In some cases, though, your COVID Valentine’s Day may look a lot like your traditional Valentine’s Day — only with a little more social distancing and a few more public health precautions. “My husband and I have been doing ‘drive-thru’ date nights once a month,” explains Lorie Anderson, a parenting blogger at MomInformed. “My mother came to live with us at the beginning of quarantine, so she watches the kids for us. We order takeout from a restaurant with curbside delivery and sit in the car and chat for a while. It’s actually been a lot of fun, and that’s what we’re going to do on Valentine’s Day.”
Modifying the classic Valentine’s Day traditions is one way to go — but you and your partner might also be able to use this year’s atypical holiday to rethink what you want out of February 14. Does a good Valentine’s celebration always need to include a heart-shaped box of chocolates and a fancy dinner? Sure — if that’s what makes you both happy. But it’s worth asking yourself whether there’s something else you could be doing that might be even more meaningful for your Valentine’s Day celebration.
With that in mind, we reached out to two relationship experts to learn how couples can plan a COVID-era Valentine’s Day that works for them — or, if you have kids, a celebration that works for the entire family.
A drive-thru dinner date night might be the perfect solution for a couple like Anderson and her husband — but that doesn’t mean it’s the best romantic dinner option for you and your partner.

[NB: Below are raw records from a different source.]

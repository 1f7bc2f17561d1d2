//! Pure tic-tac-toe logic with move history and time travel.
//!
//! # Architecture
//!
//! - **Types**: [`Player`], [`Square`], [`Board`] snapshots and [`Position`]s
//! - **Rules**: pure win and draw detection over a single board
//! - **History**: [`GameState`], the recorded boards plus a cursor, owning
//!   every mutation rule
//!
//! # Example
//!
//! ```
//! use rewind_tictactoe::{GameState, GameStatus, Player, Position};
//!
//! let mut game = GameState::new();
//! for cell in [0, 4, 1, 5, 2] {
//!     game.play_index(cell);
//! }
//! assert!(matches!(game.status(), GameStatus::Won { winner: Player::X, .. }));
//!
//! // Rewind two moves and take a different branch.
//! game.jump_to(3);
//! assert_eq!(game.to_move(), Player::O);
//! game.play(Position::TopRight);
//! assert_eq!(game.len(), 5);
//! ```

#![warn(missing_docs)]
#![forbid(unsafe_code)]

mod action;
mod history;
mod position;
pub mod rules;
mod types;

pub use action::{IgnoreReason, Move, PlayOutcome};
pub use history::{GameState, GameStatus, InvalidGameState, step_label};
pub use position::Position;
pub use rules::{WinningLine, check_winner, find_winning_line, is_draw, is_full};
pub use types::{Board, Player, Square};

Before you decide how you’re going to celebrate Valentine’s Day this year, it’s a good idea to consider what makes both you and your partner feel loved.
“When it comes down to deciding on what’s going to be special for you and your partner, it’s important to factor in their love language,” explains licensed marriage and family therapist Kim Egel. “Everyone has a different definition of what a special night is and what a special night looks like, especially when it comes to Valentine’s Day.”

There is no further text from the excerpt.